Multi thread mining cannot be used

Multi thread mining cannot be used
My CPU is the 16 core, can only use one of the core mining

I refer you to this post: Zcash mining pool - #12 by daira

And I invite you to do better if you think compiling for foreign systems isn’t challenging.

@lug You might be interested in this issue from the Zcash github: Make "zcbenchmark solveequihash" take a number-of-threads argument · Issue #1147 · zcash/zcash · GitHub

The standard -genproclimit should work, the same as upstream. So e.g. zcashd -gen -genproclimit=4 for 4 threads, or zcashd -gen -genproclimit=-1 for as many threads as you have cores. Note that this corresponds to issue #1147 linked above, and runs multiple instances of a single-threaded Equihash solver; the solver itself is not yet multithreaded.

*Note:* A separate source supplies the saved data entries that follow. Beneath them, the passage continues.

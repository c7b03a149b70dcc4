//! Top-level error type shared across crates.

use thiserror::Error;

/// Common error type for the trustmesh node.
#[derive(Debug, Error)]
pub enum TrustmeshError {
    #[error("invalid blockstamp: {0}")]
    InvalidBlockstamp(String),

    #[error("{0}")]
    Other(String),
}
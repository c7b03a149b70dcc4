//! Shared utilities for trustmesh crates.

pub mod logging;
pub mod stats;

pub use logging::{init_logging, LogFormat, LogFormatError};
pub use stats::StatsCounter;
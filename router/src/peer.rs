//! Peer records as stored by the directory, and the resolved form carried in
//! routing envelopes.

use serde::{Deserialize, Serialize};
use serde_json::{Map, Value};
use trustmesh_types::{Endpoint, Pubkey};

/// A peer as known to the peer directory.
///
/// Fields not needed for routing (version, currency, signature, status, ...)
/// are kept in `extra` so the full record can be handed on unchanged.
#[derive(Clone, Debug, PartialEq, Eq, Serialize, Deserialize)]
pub struct Peer {
    pub pubkey: Pubkey,
    /// Advertised endpoint lines, unparsed.
    #[serde(default)]
    pub endpoints: Vec<String>,
    /// Blockstamp the peer document was signed at, when known.
    #[serde(default, skip_serializing_if = "Option::is_none")]
    pub block: Option<String>,
    #[serde(flatten)]
    pub extra: Map<String, Value>,
}

impl Peer {
    pub fn new(pubkey: impl Into<Pubkey>, endpoints: Vec<String>) -> Self {
        Self {
            pubkey: pubkey.into(),
            endpoints,
            block: None,
            extra: Map::new(),
        }
    }
}

/// Destination of one routed document, endpoints resolved.
#[derive(Clone, Debug, PartialEq, Eq, Serialize)]
pub struct TargetPeer {
    pub pubkey: Pubkey,
    pub endpoints: Vec<Endpoint>,
    /// Set for peers selected from the member pool.
    #[serde(skip_serializing_if = "std::ops::Not::not")]
    pub member: bool,
}

/// Resolve a directory record into an envelope target.
pub fn peerize(peer: &Peer, member: bool) -> TargetPeer {
    TargetPeer {
        pubkey: peer.pubkey.clone(),
        endpoints: peer.endpoints.iter().map(|e| Endpoint::parse(e)).collect(),
        member,
    }
}

/// Synthetic target standing for one of the local node's mirror endpoints.
pub fn mirror_target(index: usize, local: &Pubkey, endpoint: &str) -> TargetPeer {
    TargetPeer {
        pubkey: Pubkey::new(format!("M{index}_{local}")),
        endpoints: vec![Endpoint::parse(endpoint)],
        member: false,
    }
}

When the solver itself is multi-threaded will it be able to solve faster per core?

It should be faster per solver, yes, although not directly corresponding to the number of threads. There will also of course be a trade-off in the number of solvers that can be run.

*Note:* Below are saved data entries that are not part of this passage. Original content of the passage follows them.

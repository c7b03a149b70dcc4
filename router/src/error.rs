use thiserror::Error;
use trustmesh_types::Pubkey;

/// Failure reported by a [`PeerDirectory`](crate::PeerDirectory).
#[derive(Debug, Clone, Error, PartialEq, Eq)]
pub enum DirectoryError {
    #[error("peer directory unavailable: {0}")]
    Unavailable(String),
}

/// Failure reported by the [`Peering`](crate::Peering) service.
#[derive(Debug, Clone, Error, PartialEq, Eq)]
pub enum PeeringError {
    #[error("a newer peer document is available on the network")]
    NewerPeerDocumentAvailable,

    #[error("peering failure: {0}")]
    Failed(String),
}

#[derive(Debug, Error)]
pub enum RouterError {
    #[error("peer {0} not found")]
    PeerNotFound(Pubkey),

    #[error("newer peer document available on the network for local node")]
    NewerPeerDocumentAvailable,

    #[error(transparent)]
    Directory(#[from] DirectoryError),

    #[error("peering failure: {0}")]
    Peering(String),

    #[error("malformed document: {0}")]
    Malformed(String),

    #[error("config error: {0}")]
    Config(String),
}

impl RouterError {
    /// Whether this is the benign race where the network already holds a
    /// newer version of a peer document.
    pub fn is_newer_peer_race(&self) -> bool {
        matches!(self, Self::NewerPeerDocumentAvailable)
    }
}

impl From<PeeringError> for RouterError {
    fn from(err: PeeringError) -> Self {
        match err {
            PeeringError::NewerPeerDocumentAvailable => Self::NewerPeerDocumentAvailable,
            PeeringError::Failed(msg) => Self::Peering(msg),
        }
    }
}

From my understanding, each thread does an entirely separate equihash solve.

Try ./zcash-cli setgenerate true 16 to mine on 16 independent threads. The design of Equihash punishes multithreaded implementations which work on the same solution collaboratively, so Zcash solves multiple solutions (1 per thread) simultaneously instead.

@lug

I’m very interested in this thread - while I"m on vaca at the time, when I get home I’m planning on putting together a few test miners

All of us would love to know if @Vorksholk’s post allowed you to run multiple threads

Incorrect command prompt can not find the file

@lug If you are in the root folder of the Zcash project and your have successfully built zcash, and zcashd is running, try:
./src/zcash-cli setgenerate true 16

z8 is using up 1/2 of my read BW and not hardly any of my write BW. If the 4 cores are colliding at read 1/2 the time and that’s taking away 50% of CPU capability, then I think ideal thread code would give 2x better performance. From my experiments, CPU seems to be 1/2 the hold up, and if that is not due to read collisions, ideal thread code might give only 50% better without a faster CPU. A sort that trades reads for writes might do better. These are my guesses based on no knowledge of these things.

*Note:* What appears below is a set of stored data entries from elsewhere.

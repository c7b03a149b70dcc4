//! Nullable infrastructure for deterministic testing.
//!
//! Every collaborator the router consumes is a trait; this crate provides
//! implementations that:
//! - return scripted values,
//! - record every call for later assertions,
//! - fail on demand,
//! - never touch the filesystem or network.
//!
//! Usage: swap real implementations for nullables in tests.

pub mod directory;
pub mod peering;
pub mod random;

pub use directory::{DirectoryCall, NullPeerDirectory};
pub use peering::NullPeering;
pub use random::NullRandom;
//! Cryptographic primitives for the trustmesh node.
//!
//! - **SHA-256** for document identity (blocks, transactions, inner hashes)
//! - A [`Digester`] seam so document code never names the algorithm directly

pub mod hash;

pub use hash::{hash_document, sha256, Digester, Sha256Digester};
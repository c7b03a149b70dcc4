//! Structured logging initialisation via `tracing`.
//!
//! Two output formats are supported:
//! - [`LogFormat::Human`]: readable lines for a terminal.
//! - [`LogFormat::Json`]: newline-delimited JSON for log aggregation.
//!
//! `RUST_LOG` overrides the caller-supplied level when set.

use std::fmt;
use std::str::FromStr;

use serde::{Deserialize, Serialize};
use thiserror::Error;
use tracing_subscriber::{fmt as layer_fmt, layer::SubscriberExt, util::SubscriberInitExt, EnvFilter};

/// Selects the output format for structured logs.
#[derive(Debug, Clone, Copy, Default, PartialEq, Eq, Serialize, Deserialize)]
#[serde(rename_all = "lowercase")]
pub enum LogFormat {
    #[default]
    Human,
    Json,
}

#[derive(Debug, Error, PartialEq, Eq)]
#[error("unknown log format {0:?} (expected \"human\" or \"json\")")]
pub struct LogFormatError(pub String);

impl FromStr for LogFormat {
    type Err = LogFormatError;

    fn from_str(s: &str) -> Result<Self, Self::Err> {
        match s.to_ascii_lowercase().as_str() {
            "human" => Ok(Self::Human),
            "json" => Ok(Self::Json),
            _ => Err(LogFormatError(s.to_string())),
        }
    }
}

impl fmt::Display for LogFormat {
    fn fmt(&self, f: &mut fmt::Formatter<'_>) -> fmt::Result {
        f.write_str(match self {
            Self::Human => "human",
            Self::Json => "json",
        })
    }
}

/// Install the global subscriber. Logs go to stderr so stdout stays free for
/// data output.
///
/// Returns `false` when a global subscriber was already installed.
pub fn init_logging(format: LogFormat, level: &str) -> bool {
    let filter = EnvFilter::try_from_default_env().unwrap_or_else(|_| EnvFilter::new(level));

    let installed = match format {
        LogFormat::Human => tracing_subscriber::registry()
            .with(filter)
            .with(
                layer_fmt::layer()
                    .with_writer(std::io::stderr)
                    .with_target(true),
            )
            .try_init()
            .is_ok(),
        LogFormat::Json => tracing_subscriber::registry()
            .with(filter)
            .with(
                layer_fmt::layer()
                    .json()
                    .with_writer(std::io::stderr)
                    .with_target(true)
                    .with_thread_ids(true),
            )
            .try_init()
            .is_ok(),
    };
    if installed {
        tracing::debug!(%format, level, "logging initialised");
    }
    installed
}

#[cfg(test)]
mod tests {
    use super::*;

    #[test]
    fn parses_formats_case_insensitively() {
        assert_eq!("human".parse::<LogFormat>(), Ok(LogFormat::Human));
        assert_eq!("JSON".parse::<LogFormat>(), Ok(LogFormat::Json));
        assert!("xml".parse::<LogFormat>().is_err());
    }

    #[test]
    fn display_matches_parse() {
        for format in [LogFormat::Human, LogFormat::Json] {
            assert_eq!(format.to_string().parse::<LogFormat>(), Ok(format));
        }
    }

    #[test]
    fn second_init_is_rejected() {
        init_logging(LogFormat::Human, "warn");
        assert!(!init_logging(LogFormat::Json, "warn"));
    }
}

Cache coherence protocols in modern systems are pretty sophisticated, and read-mostly workloads on blocks of memory that are disjoint between cores are what they are optimised for. Don’t worry too much about loss of performance due to false sharing; this is likely a small factor relative to missing optimisations in the code. At some point we’ll get to doing a deeper analysis of cache usage with VTune or some similar tool.

2 Likes

Not likely. It depends on how the allocation of memory locations maps to the memory channels as to how fast it can be shuffled around. The algorithm is designed to limit solve rate by the speed of memory. Not CPU or the amount of RAM. I have run the miner for about 9 hours so far on a machine with a 1333 DDR3 single DIMM, and it didn’t do that badly compared to desktop motherboards with dual and quad channel, at 1600. This was only with one core also. One core on my fitlet was maxed out and maybe I could squeeze another 20-30% out of it by running two. I currently don’t have a wired internet connection so I am not keen to do a lot of mining until I do.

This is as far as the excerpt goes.